RECORDS FOR THIS EXERCISE: Begin

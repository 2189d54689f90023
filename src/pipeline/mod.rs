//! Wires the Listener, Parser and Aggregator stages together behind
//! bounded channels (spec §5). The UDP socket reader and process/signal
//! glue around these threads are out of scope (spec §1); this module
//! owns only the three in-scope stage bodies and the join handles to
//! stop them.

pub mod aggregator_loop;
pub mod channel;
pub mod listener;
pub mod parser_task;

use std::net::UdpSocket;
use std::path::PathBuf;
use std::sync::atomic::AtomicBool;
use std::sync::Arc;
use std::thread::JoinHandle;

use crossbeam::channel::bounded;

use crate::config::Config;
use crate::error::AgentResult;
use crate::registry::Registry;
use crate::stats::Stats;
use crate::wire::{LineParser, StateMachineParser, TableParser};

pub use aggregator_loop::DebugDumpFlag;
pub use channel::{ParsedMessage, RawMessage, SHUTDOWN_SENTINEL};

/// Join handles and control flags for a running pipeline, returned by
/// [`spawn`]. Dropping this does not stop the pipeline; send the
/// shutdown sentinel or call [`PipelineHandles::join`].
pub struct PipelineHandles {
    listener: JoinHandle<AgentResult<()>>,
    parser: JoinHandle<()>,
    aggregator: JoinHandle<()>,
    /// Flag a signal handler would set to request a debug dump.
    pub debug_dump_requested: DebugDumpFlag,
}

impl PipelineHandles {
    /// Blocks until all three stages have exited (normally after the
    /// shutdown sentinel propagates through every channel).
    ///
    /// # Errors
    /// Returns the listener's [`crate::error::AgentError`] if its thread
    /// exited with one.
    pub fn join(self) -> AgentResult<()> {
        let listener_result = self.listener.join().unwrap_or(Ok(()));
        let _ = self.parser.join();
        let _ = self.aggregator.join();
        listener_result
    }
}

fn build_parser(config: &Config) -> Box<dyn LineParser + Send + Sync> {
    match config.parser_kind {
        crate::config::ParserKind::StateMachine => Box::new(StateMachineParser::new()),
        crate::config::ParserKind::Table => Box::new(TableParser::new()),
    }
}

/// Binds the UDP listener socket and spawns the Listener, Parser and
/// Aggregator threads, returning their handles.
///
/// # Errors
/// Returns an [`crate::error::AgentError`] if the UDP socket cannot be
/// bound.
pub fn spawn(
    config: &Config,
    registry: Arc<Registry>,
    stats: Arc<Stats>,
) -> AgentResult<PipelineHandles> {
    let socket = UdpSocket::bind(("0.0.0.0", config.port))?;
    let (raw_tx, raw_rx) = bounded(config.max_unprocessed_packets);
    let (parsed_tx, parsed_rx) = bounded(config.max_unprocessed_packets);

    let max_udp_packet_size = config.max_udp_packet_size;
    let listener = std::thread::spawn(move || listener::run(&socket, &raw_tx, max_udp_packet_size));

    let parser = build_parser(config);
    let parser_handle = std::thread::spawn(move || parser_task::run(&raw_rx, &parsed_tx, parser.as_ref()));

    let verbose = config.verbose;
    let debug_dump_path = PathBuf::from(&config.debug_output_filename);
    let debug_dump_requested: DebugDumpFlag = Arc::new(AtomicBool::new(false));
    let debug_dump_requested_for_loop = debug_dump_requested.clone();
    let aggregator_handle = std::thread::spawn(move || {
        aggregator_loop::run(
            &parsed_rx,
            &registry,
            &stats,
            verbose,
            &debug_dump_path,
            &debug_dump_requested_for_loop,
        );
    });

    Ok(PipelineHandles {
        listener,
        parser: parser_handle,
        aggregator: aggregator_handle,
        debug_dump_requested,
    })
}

RECORDS FOR THIS EXERCISE: End

**TASK REQUIREMENTS:** Beginning at the line with "use crossbeam::channel::bounded;" and ending at the line with "pipeline; send the", reproduce each line of the data above exactly, and add no other lines.

**COMPLETED EXERCISE:**
use crossbeam::channel::bounded;

use crate::config::Config;
use crate::error::AgentResult;
use crate::registry::Registry;
use crate::stats::Stats;
use crate::wire::{LineParser, StateMachineParser, TableParser};

pub use aggregator_loop::DebugDumpFlag;
pub use channel::{ParsedMessage, RawMessage, SHUTDOWN_SENTINEL};

/// Join handles and control flags for a running pipeline, returned by
/// [`spawn`]. Dropping this does not stop the pipeline; send the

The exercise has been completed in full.